WASHINGTON — Congress gave final approval Thursday to legislation designed to transform the Food and Drug Administration from a passive monitor to an active detective seeking out medications that have been approved for sale but turn out to be hazardous -- a problem linked to an estimated 15,000 deaths a year.
The drug-safety provisions were the centerpiece of a massive bill that also would renew industry user fees that fund the FDA's review of medications and medical devices submitted for approval.
The Senate passed the bill without objection Thursday evening after the House overwhelmingly passed it Wednesday. The White House has not commented on the final version of the bill, but President Bush is expected to sign it, congressional aides said.
In addition to building a new computerized system to spot drug risks, the bill would strengthen the FDA's enforcement powers and require greater disclosure of private and public clinical research and of agency decision-making. It also would take steps to reduce FDA reliance on outside advisors with financial conflicts of interest, as well as create a new program to review drug company advertising.
"This ought to be reassuring for every family about the safety of their prescription drugs," said Sen. Edward M. Kennedy (D-Mass.), one of the main authors of the bill.
Consumer groups hailed the legislation as a major accomplishment, achieved with a high degree of bipartisan consensus. But some scientists said that the new drug safety system could take years to refine and that in the meantime, consumers were likely to face more drug scares.
"This is a different way of doing business for FDA, and there are going to be some real challenges in implementing it effectively," said Mark B. McClellan, FDA commissioner from 2002 to 2004. "It's going to shift the focus away from information provided by the drug manufacturers to much broader sources of information in our healthcare system."
One important challenge is developing a reliable method of distinguishing between true drug safety issues and false alarms, a problem that experts say is relatively common.
"This is a wide-open area, [and] nobody really knows how to do it," said Sean Hennessy, an epidemiologist at the University of Pennsylvania medical school. "There will be potential threats that are later disproved. The danger is that people will act on information that is later shown to be false." And that could be damaging to the FDA's credibility.

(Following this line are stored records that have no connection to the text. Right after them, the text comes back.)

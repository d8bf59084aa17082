//! Admin buildpack registry.
//!
//! Staging workers receive the full list of admin buildpacks with every
//! request, even when the app pinned a specific one, so a worker never
//! concludes a buildpack has disappeared. The registry also resolves a
//! worker-reported buildpack key back to the buildpack's guid when a
//! completion reply is committed.

use serde::Serialize;

use crate::blobstore::BlobstoreUrls;

/// An admin-curated buildpack.
#[derive(Debug, Clone)]
pub struct AdminBuildpack {
    pub guid: String,
    pub name: String,
    /// Blobstore key of the buildpack's bits.
    pub key: String,
    /// Detection order; lower runs first.
    pub position: u32,
    pub enabled: bool,
}

/// Wire entry for one admin buildpack in a staging request.
#[derive(Debug, Clone, PartialEq, Eq, Serialize)]
pub struct BuildpackEntry {
    pub url: String,
    pub key: String,
}

/// Registry of admin buildpacks, ordered by detection position.
#[derive(Default)]
pub struct BuildpackRegistry {
    buildpacks: Vec<AdminBuildpack>,
}

impl BuildpackRegistry {
    pub fn new(mut buildpacks: Vec<AdminBuildpack>) -> Self {
        buildpacks.sort_by(|a, b| a.position.cmp(&b.position).then_with(|| a.name.cmp(&b.name)));
        Self { buildpacks }
    }

    pub fn find_by_name(&self, name: &str) -> Option<&AdminBuildpack> {
        self.buildpacks.iter().find(|b| b.name == name)
    }

    pub fn find_by_key(&self, key: &str) -> Option<&AdminBuildpack> {
        self.buildpacks.iter().find(|b| b.key == key)
    }

    /// Entries for the wire request: enabled buildpacks whose bits exist in
    /// the blobstore, in detection order.
    pub fn wire_entries(&self, urls: &dyn BlobstoreUrls) -> Vec<BuildpackEntry> {
        self.buildpacks
            .iter()
            .filter(|b| b.enabled)
            .filter_map(|b| {
                urls.buildpack_download_url(&b.key).map(|url| BuildpackEntry {
                    url,
                    key: b.key.clone(),
                })
            })
            .collect()
    }
}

Nonetheless, serious drug reactions appear to be on the rise. According to a recent study of reports to the FDA, there were nearly 90,000 such cases in 2005 -- including more than 15,000 that resulted in death and nearly 5,700 in which the patient was left with a disability. Though some of the problems, like the heart risks of the painkiller Vioxx, are widely publicized, many receive little notice.
Under the current drug safety system, the FDA approves a new medication after it has been tested on a few thousand people at most. Then agency scientists stand by and wait for reports of any problems that may surface when the drug is used by tens of thousands or even millions of patients. Often, such problems go unnoticed until a substantial number of people have been affected.
Under the bill, the agency would set up a new computerized system to scan pharmacy and insurance records for patterns of problems with medications. The legislation calls for a database of 25 million patients by 2010, growing to 100 million by 2012.
For example, such a database could be used to compare patients taking a new painkiller with patients taking an older one. If the patients on the new drug start showing up in emergency rooms with heart attack symptoms in disproportionate numbers, that could be an indication that the drug is to blame.
But there might other explanations. Perhaps the new drug is being prescribed to older, sicker patients. Or maybe it's being prescribed for unapproved uses. That's where the legislation would give the FDA new legal authority to require drug makers to conduct follow-up studies, including clinical trials, to try to pin down safety problems with medications already approved for market.
And if such problems are found, or strongly suspected, the bill gives the agency greater leverage in requiring drug companies to make changes in their prescribing literature to alert doctors and patients.
Several private companies and academic centers are already using such databases. Dr. K. Arnold Chan, a senior scientist with i3 Drug Safety, said the FDA and drug companies had used his company's system to check the validity of anecdotal reports they received on a range of medications. Chan's company is part of UnitedHealth Group, the giant Minnesota-based insurer.